_Task to carry out_
Copy each line in the data that includes the word "const".

(Records)

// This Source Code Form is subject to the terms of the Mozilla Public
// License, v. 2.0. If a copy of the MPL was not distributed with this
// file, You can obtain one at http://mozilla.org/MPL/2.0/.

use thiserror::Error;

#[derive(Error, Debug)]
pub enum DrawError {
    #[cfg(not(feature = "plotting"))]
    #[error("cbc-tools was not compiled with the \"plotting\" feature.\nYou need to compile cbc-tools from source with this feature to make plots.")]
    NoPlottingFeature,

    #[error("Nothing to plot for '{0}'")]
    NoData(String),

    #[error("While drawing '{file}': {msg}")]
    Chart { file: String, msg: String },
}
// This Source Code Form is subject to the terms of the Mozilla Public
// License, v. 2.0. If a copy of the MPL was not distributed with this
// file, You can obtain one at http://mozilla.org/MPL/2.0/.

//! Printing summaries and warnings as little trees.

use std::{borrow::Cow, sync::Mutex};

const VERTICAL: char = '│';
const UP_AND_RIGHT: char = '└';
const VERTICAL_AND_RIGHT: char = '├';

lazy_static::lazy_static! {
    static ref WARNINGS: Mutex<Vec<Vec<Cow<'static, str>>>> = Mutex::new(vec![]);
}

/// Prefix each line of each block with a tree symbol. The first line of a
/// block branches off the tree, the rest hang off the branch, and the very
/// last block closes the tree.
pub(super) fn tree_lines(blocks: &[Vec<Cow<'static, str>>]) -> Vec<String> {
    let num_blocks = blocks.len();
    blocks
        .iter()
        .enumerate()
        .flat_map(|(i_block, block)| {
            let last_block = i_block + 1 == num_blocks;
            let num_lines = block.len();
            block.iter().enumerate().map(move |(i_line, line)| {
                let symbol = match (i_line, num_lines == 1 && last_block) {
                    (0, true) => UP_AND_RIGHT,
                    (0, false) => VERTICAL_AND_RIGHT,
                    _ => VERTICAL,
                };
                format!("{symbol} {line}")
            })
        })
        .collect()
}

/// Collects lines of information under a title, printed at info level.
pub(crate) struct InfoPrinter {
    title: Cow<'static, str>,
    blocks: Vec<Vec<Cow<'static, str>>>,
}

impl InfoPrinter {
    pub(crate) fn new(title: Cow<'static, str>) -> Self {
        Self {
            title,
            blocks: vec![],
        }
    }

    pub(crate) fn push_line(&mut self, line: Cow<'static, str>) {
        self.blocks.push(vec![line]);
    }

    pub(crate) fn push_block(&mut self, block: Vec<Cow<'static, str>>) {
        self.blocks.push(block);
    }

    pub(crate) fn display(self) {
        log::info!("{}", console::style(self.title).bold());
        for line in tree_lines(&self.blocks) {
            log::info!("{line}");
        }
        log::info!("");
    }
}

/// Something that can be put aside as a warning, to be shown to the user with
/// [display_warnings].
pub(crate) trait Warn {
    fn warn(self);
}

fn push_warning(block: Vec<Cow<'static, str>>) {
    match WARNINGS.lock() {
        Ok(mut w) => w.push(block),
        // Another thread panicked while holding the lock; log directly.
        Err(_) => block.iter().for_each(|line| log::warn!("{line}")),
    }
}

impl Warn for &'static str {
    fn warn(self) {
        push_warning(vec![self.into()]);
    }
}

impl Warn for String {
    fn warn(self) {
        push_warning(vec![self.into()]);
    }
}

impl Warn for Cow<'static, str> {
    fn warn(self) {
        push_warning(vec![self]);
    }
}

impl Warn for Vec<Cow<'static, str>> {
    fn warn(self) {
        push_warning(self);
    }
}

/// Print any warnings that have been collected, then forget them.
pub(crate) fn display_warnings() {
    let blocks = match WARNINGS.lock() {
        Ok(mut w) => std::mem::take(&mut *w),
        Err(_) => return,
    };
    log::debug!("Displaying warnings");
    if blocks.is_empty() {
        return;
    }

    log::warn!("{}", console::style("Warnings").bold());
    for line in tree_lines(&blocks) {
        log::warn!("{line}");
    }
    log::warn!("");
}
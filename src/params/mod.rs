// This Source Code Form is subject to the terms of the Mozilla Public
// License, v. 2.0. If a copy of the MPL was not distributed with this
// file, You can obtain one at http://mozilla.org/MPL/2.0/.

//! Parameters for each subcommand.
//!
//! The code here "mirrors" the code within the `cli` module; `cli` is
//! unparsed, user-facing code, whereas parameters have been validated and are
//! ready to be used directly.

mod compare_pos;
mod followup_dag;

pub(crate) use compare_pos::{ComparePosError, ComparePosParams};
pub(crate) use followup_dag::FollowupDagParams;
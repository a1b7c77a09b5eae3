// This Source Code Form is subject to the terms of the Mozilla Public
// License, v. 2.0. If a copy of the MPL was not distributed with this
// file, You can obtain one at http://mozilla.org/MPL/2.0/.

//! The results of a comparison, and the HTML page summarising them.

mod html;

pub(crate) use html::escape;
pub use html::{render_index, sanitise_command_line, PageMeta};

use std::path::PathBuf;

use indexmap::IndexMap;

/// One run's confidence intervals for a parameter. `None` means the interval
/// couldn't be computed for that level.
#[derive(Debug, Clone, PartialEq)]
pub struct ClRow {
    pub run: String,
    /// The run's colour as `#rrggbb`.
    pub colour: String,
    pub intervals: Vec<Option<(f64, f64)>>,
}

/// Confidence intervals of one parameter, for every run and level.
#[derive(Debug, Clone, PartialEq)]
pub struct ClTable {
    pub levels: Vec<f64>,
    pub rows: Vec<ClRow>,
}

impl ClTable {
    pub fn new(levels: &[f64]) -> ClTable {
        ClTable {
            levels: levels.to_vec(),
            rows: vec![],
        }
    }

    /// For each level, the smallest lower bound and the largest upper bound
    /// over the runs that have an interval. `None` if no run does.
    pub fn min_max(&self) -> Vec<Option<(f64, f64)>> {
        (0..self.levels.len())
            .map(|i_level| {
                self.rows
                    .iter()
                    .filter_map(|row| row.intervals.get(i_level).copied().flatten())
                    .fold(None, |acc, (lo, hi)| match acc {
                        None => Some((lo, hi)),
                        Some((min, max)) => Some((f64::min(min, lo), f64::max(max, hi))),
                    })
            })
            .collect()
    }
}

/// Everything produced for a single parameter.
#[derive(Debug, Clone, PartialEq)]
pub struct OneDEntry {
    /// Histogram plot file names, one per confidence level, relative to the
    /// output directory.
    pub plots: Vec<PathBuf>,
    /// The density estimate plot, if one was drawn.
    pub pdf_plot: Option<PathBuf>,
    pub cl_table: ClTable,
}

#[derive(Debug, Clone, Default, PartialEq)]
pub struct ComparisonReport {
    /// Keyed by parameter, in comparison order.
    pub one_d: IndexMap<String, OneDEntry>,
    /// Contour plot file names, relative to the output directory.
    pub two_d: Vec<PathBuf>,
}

(End Records)

_Response to this task_
const VERTICAL: char = '│';
const UP_AND_RIGHT: char = '└';
const VERTICAL_AND_RIGHT: char = '├';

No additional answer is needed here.